Alcune produzioni andrebbero protette, aumentando i prezzi di riferimento dei farmaci critici per renderli sostenibili
L’altro aspetto centrale è legato ai prezzi dei farmaci attualmente venduti a prezzi molto bassi; un esempio emblematico riguarda la metformina, il cui prezzo al pubblico – per una confezione da 30 compresse – è di circa 1,50 euro. Il ricavo per l’industria è del 58%, quindi pochi centesimi a compressa che certamente non compensano i costi di blister, foglietto illustrativo, confezione e logistica, aggiunti a quello del principio attivo. Se la metformina dovesse uscire dal mercato, il prodotto sostitutivo costerebbe tre o quattro volte di più. Lo stesso vale per molecole come furosemide. È evidente che alcune produzioni andrebbero protette, aumentando i prezzi di riferimento dei farmaci critici per renderli sostenibili.
Questo si collega al Critical Medicine Act, quell’insieme di regole europee che tende a riportare le produzioni strategiche all’interno dell’Europa. Ma il reshoring richiede investimenti: sarebbe impensabile produrre in Europa con gli stessi costi di India e Cina. Servono politiche industriali e incentivi; il Critical Medicines Act dimostra che questo tema è ormai consolidato in un percorso normativo europeo».
Alla luce della debolezza dei margini e della crescente competizione globale, quale dovrebbe essere una strategia industriale nazionale credibile per rendere l’Italia un Paese attrattivo per gli investimenti nella produzione di farmaci equivalenti e biosimilari?
«L’Italia è il secondo Paese manifatturiero d’Europa e ha una qualità produttiva molto elevata, con costi complessivamente accettabili; il rapporto tra costi di produzione e qualità del prodotto è molto favorevole.

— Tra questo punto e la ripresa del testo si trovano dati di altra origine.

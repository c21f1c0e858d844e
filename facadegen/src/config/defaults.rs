//! Default configuration values - single source of truth

/// Default output root (resolved against the current directory)
pub const OUTPUT_DIR: &str = ".";

/// Default source encoding for generated and existing facade files
pub const ENCODING: &str = "UTF-8";

/// Whether to only regenerate existing facades by default
pub const REGENERATE: bool = false;

/// Whether verbose mode is on by default
pub const VERBOSE: bool = false;

/// Whether to run in dry-run mode by default
pub const DRY_RUN: bool = false;

/// Default metadata provider registry name
pub const METADATA_PROVIDER: &str = "ddl";

/// Default renderer registry name
pub const RENDERER: &str = "rust-facade";

/// Default code formatter registry name
pub const CODE_FORMATTER: &str = "prettyplease";

/// Schema assigned to unqualified `CREATE TABLE` statements
pub const DDL_DEFAULT_SCHEMA: &str = "public";

/// Prefix for environment variable overrides
pub const ENV_PREFIX: &str = "FACADEGEN";
//! CLI entry point for facadegen

use anyhow::{Context, Result};
use clap::Parser;
use std::path::PathBuf;
use tracing::info;
use tracing_subscriber::EnvFilter;

use facadegen::config::{ConnectionSettings, GeneratorConfig};
use facadegen::Command;

#[derive(Parser)]
#[command(name = "facadegen")]
#[command(about = "Generate one table facade source file per database table")]
#[command(version)]
struct Cli {
    /// Path to configuration file (TOML format, layered with FACADEGEN_* env vars)
    #[arg(long)]
    config: Option<PathBuf>,

    /// Comma-separated schema names
    #[arg(short, long, value_delimiter = ',')]
    schemas: Vec<String>,

    /// Dot-separated package (module path) of the generated facades
    #[arg(short, long)]
    package: Option<String>,

    /// Output root directory (default: current directory)
    #[arg(short, long)]
    output: Option<PathBuf>,

    /// Source encoding of generated files (default: UTF-8)
    #[arg(short, long)]
    encoding: Option<String>,

    /// Regenerate existing facades only
    #[arg(short, long)]
    regenerate: bool,

    /// Log configuration and per-table progress
    #[arg(short, long)]
    verbose: bool,

    /// Credential file (TOML with url, username, password)
    #[arg(short = 'c', long)]
    credential: Option<PathBuf>,

    /// Metadata source url (e.g. file:schema.sql)
    #[arg(short = 'u', long)]
    url: Option<String>,

    /// Database user name
    #[arg(short = 'U', long = "user")]
    username: Option<String>,

    /// Database password
    #[arg(short = 'P', long = "pass")]
    password: Option<String>,

    /// Backend option, repeatable
    #[arg(short = 'D', value_name = "KEY=VALUE", value_parser = parse_option)]
    options: Vec<(String, String)>,

    /// Dry run - show what would be generated without writing files
    #[arg(long)]
    dry_run: bool,

    /// Explicit tables as schema.table
    #[arg(value_name = "SCHEMA.TABLE")]
    tables: Vec<String>,
}

fn parse_option(s: &str) -> std::result::Result<(String, String), String> {
    let (key, value) = s
        .split_once('=')
        .ok_or_else(|| format!("expected KEY=VALUE, got '{}'", s))?;
    if key.trim().is_empty() {
        return Err(format!("empty option key in '{}'", s));
    }
    Ok((key.trim().to_string(), value.to_string()))
}

fn main() -> Result<()> {
    let cli = Cli::parse();

    // Load configuration first (before logging, so we can use config.log_level)
    let mut config = GeneratorConfig::load(cli.config.as_deref())?;
    let verbose = cli.verbose || config.verbose;

    // Initialize logging
    // Priority: RUST_LOG env var > config.log_level > default (debug when verbose, info otherwise)
    let default_level = if verbose { "debug" } else { "info" };
    let log_level = config.log_level.as_deref().unwrap_or(default_level);

    tracing_subscriber::fmt()
        .with_env_filter(
            EnvFilter::try_from_default_env().unwrap_or_else(|_| EnvFilter::new(log_level)),
        )
        .init();

    apply_overrides(&mut config, cli)?;

    let result = Command::new(config).execute()?;

    info!(
        "Code generation completed successfully ({} written, {} up to date)",
        result.files_created, result.files_skipped
    );
    Ok(())
}

/// Command line flags win over the config file and environment
fn apply_overrides(config: &mut GeneratorConfig, cli: Cli) -> Result<()> {
    if let Some(path) = &cli.credential {
        config.connection = ConnectionSettings::from_credential_file(path)
            .with_context(|| format!("while loading credential file {}", path.display()))?;
    }
    if let Some(url) = cli.url {
        config.connection.url = Some(url);
    }
    if let Some(username) = cli.username {
        config.connection.username = Some(username);
    }
    if let Some(password) = cli.password {
        config.connection.password = Some(password);
    }

    if !cli.schemas.is_empty() {
        config.schema_names = cli.schemas;
    }
    if let Some(package) = cli.package {
        config.package_name = package;
    }
    if let Some(output) = cli.output {
        config.output_dir = output;
    }
    if let Some(encoding) = cli.encoding {
        config.encoding = encoding;
    }
    if !cli.tables.is_empty() {
        config.tables = cli.tables;
    }
    config.options.extend(cli.options);
    config.regenerate |= cli.regenerate;
    config.verbose |= cli.verbose;
    config.dry_run |= cli.dry_run;
    Ok(())
}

Per rendere il sistema attrattivo servono però regole certe, tempi certi e una forte semplificazione burocratica. Nel Global Attractiveness Index l’Italia è penalizzata soprattutto dalla burocrazia e dall’incertezza nei contenziosi legali. Se si rimuovono questi vincoli, l’Italia resta un Paese estremamente competitivo dal punto di vista manifatturiero, in linea con la Germania».